Competition Between Banks and Digital Currencies Benefits Citizens

The Office of Financial Research (OFR), part of the U.S. Department of the Treasury, published the results of a study on the potential impact of the full adoption of CBDCs or stablecoins in the country’s economy. Analysts concluded that such a move could increase household wealth, but would destabilize the banking sector as banks begin to experience systemic deleveraging and, as a result, a reduction in equity. 

In addition, digital currency in the economy will force banks to “compete” with it for a place in households’ liquidity portfolios. In order to do this, banks will have to raise interest rates on deposits without changing the terms of lending funds, which will also result in a reduction of their equity capital. Under the economic crisis, this may destabilize the banking sector. 

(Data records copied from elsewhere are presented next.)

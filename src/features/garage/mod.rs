//! Garage: photos attached to a member's cars, kept in object storage.
//!
//! Only the car's owner may add or remove photos. Objects are stored under
//! `cars/{car_id}/{uuid}.{ext}` and served from their public URL.

pub mod handler;
pub mod model;
pub mod repository;
pub mod routes;
pub mod service;

pub use repository::{GarageRepository, PgGarageRepository};
pub use routes::routes;
pub use service::GarageService;
//! Realtime publish/subscribe
//!
//! Channels are named topics (`inbox:{user_id}`). Publishers send a
//! [`BroadcastMessage`]; subscribers attached through the SSE endpoint receive
//! every message sent after they subscribed.

mod hub;

use async_trait::async_trait;
use serde::{Deserialize, Serialize};

pub use hub::{ChannelGuard, RealtimeHub};

/// One event on a channel
#[derive(Debug, Clone, PartialEq, Serialize, Deserialize)]
pub struct BroadcastMessage {
    pub event: String,
    pub payload: serde_json::Value,
}

#[derive(Debug, thiserror::Error)]
pub enum RealtimeError {
    #[error("Failed to serialize payload: {0}")]
    Serialize(#[from] serde_json::Error),

    /// Raised by out-of-process transports
    #[allow(dead_code)]
    #[error("Realtime transport failed: {0}")]
    Transport(String),
}

#[async_trait]
pub trait RealtimePublisher: Send + Sync {
    /// Send `message` on `channel`, returning how many subscribers received it
    async fn send(&self, channel: &str, message: BroadcastMessage) -> Result<usize, RealtimeError>;
}
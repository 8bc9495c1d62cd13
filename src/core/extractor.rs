use axum::{
    body::Body,
    extract::{rejection::JsonRejection, FromRequest, FromRequestParts, Request},
    http::request::Parts,
    response::{IntoResponse, Response},
    Json,
};
use serde::de::DeserializeOwned;
use validator::Validate;

use crate::core::error::AppError;
use crate::features::auth::CurrentUser;

/// JSON extractor that turns body rejections into the standard 400 envelope
pub struct AppJson<T>(pub T);

impl<T, S> FromRequest<S> for AppJson<T>
where
    T: DeserializeOwned,
    S: Send + Sync,
{
    type Rejection = AppJsonRejection;

    async fn from_request(req: Request<Body>, state: &S) -> Result<Self, Self::Rejection> {
        match Json::<T>::from_request(req, state).await {
            Ok(value) => Ok(Self(value.0)),
            Err(rejection) => Err(AppJsonRejection(rejection)),
        }
    }
}

pub struct AppJsonRejection(JsonRejection);

impl IntoResponse for AppJsonRejection {
    fn into_response(self) -> Response {
        let message = match self.0 {
            JsonRejection::JsonDataError(err) => format!("Invalid JSON data: {}", err),
            JsonRejection::JsonSyntaxError(err) => format!("Invalid JSON syntax: {}", err),
            JsonRejection::MissingJsonContentType(err) => {
                format!("Missing JSON content type: {}", err)
            }
            _ => "Failed to parse JSON body".to_string(),
        };

        AppError::BadRequest(message).into_response()
    }
}

/// [`AppJson`] followed by `validator` checks
pub struct ValidatedJson<T>(pub T);

impl<T, S> FromRequest<S> for ValidatedJson<T>
where
    T: DeserializeOwned + Validate,
    S: Send + Sync,
{
    type Rejection = Response;

    async fn from_request(req: Request<Body>, state: &S) -> Result<Self, Self::Rejection> {
        let AppJson(value) = AppJson::<T>::from_request(req, state)
            .await
            .map_err(IntoResponse::into_response)?;

        value
            .validate()
            .map_err(|e| AppError::Validation(e.to_string()).into_response())?;

        Ok(Self(value))
    }
}

impl<S> FromRequestParts<S> for CurrentUser
where
    S: Send + Sync,
{
    type Rejection = AppError;

    async fn from_request_parts(parts: &mut Parts, _state: &S) -> Result<Self, Self::Rejection> {
        parts
            .extensions
            .get::<CurrentUser>()
            .cloned()
            .ok_or_else(|| AppError::Unauthorized("Authentication required".to_string()))
    }
}
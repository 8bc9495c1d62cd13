use chrono::{DateTime, Utc};
use serde::{Deserialize, Serialize};
use sqlx::FromRow;
use utoipa::ToSchema;
use uuid::Uuid;

/// Identity asserted by a verified bearer token
#[derive(Debug, Clone, Serialize, Deserialize)]
pub struct AuthenticatedUser {
    pub sub: String,
    #[serde(skip_serializing_if = "Option::is_none")]
    pub email: Option<String>,
    pub roles: Vec<String>,
}

/// Application profile row in the `users` table
#[derive(Debug, Clone, FromRow)]
pub struct UserProfile {
    pub id: Uuid,
    pub auth_subject: String,
    pub email: String,
    pub username: String,
    pub display_name: Option<String>,
    pub avatar_url: Option<String>,
    pub last_seen_inbox: DateTime<Utc>,
    pub created_at: DateTime<Utc>,
}

/// Resolved caller for the current request
#[derive(Debug, Clone, Serialize, Deserialize, ToSchema)]
pub struct CurrentUser {
    pub id: Uuid,
    pub email: String,
    pub username: String,
    #[serde(skip_serializing_if = "Option::is_none")]
    pub display_name: Option<String>,
    #[serde(skip_serializing_if = "Option::is_none")]
    pub avatar_url: Option<String>,
    pub roles: Vec<String>,
}

impl CurrentUser {
    pub fn from_profile(profile: UserProfile, roles: Vec<String>) -> Self {
        Self {
            id: profile.id,
            email: profile.email,
            username: profile.username,
            display_name: profile.display_name,
            avatar_url: profile.avatar_url,
            roles,
        }
    }
}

Analysts also predict a 2% growth in household wealth in the equivalent of consumption due to the adoption of digital currencies. On the other hand, the damage from financial instability provoked by their implementation may exceed the potential growth of wealth. 

It’s worth noting that an earlier White House report also expressed concern about the risks associated with integrating CBDCs into the banking system. However, such documents could be a test of public opinion, an “Overton window” amid the intention to reboot the banking system with CBDCs.